Swing the Fly Issue 2.1 Summer 2014 | Page 22

Then throughout the day I hear him yell up river, “No stripping.” I tell him I have to strip to re-cast, but he gives me a dubious look.

We pound the first run and another corner-bend the entire afternoon with a few bumps and a few smallish trout. Without the success we’re looking for we’ve changed flies a handful of times that all revolved around the same theme. The rocky banks are littered with Pancora exoskeletons. They are essentially a rounder flatter version of crayfish that spend most of the year with olive coloration, until turning a bright orange in the fall.

Looking down as we walk they scatter ahead of our footsteps and give us confidence we’re on the right track with our Pancora looking patterns. I’ve got an entire box of green and orange I’ve tied over the last several months hoping to have just the right fly for the moment. So far the salt-water crab pattern, the bunny leech with deer-hair collar, or the Pancora Intruder haven’t found a lip to call home.

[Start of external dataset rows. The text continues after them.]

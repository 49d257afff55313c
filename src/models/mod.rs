//! Row models and typed edit sets for every chat-scoped entity.

pub mod admin;
pub mod answer;
pub mod chat;
pub mod correction;
pub mod gym;
pub mod outcome;
pub mod schedule;

pub use admin::Admin;
pub use answer::AnswerAlternative;
pub use chat::{Chat, ChatSettings, ChatSettingsChanges};
pub use correction::{NewScheduleCorrection, ScheduleCorrection, ScheduleCorrectionChanges};
pub use gym::{Gym, GymChanges};
pub use outcome::{Mutation, Outcome, Status};
pub use schedule::{ScheduleChanges, ScheduleEntry};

We work the water till we can’t see our line. We reel up and head for the car with a haze of evening hanging in the western sky. The day’s cast-step-cast with the spey rod felt so much like an OP steelhead trip it wouldn’t really be right to ruin it with a monster fish pic on the camera’s memory card. So like most steelhead trips that swing the fly from one side of the river to the other, we have left the fish in their liquid home to fill our imaginations and keep us coming back again and again for the expected tug. Fortunately I don’t have to wait long, we’ll be back to swing the run for a huge Limay brown in the morning...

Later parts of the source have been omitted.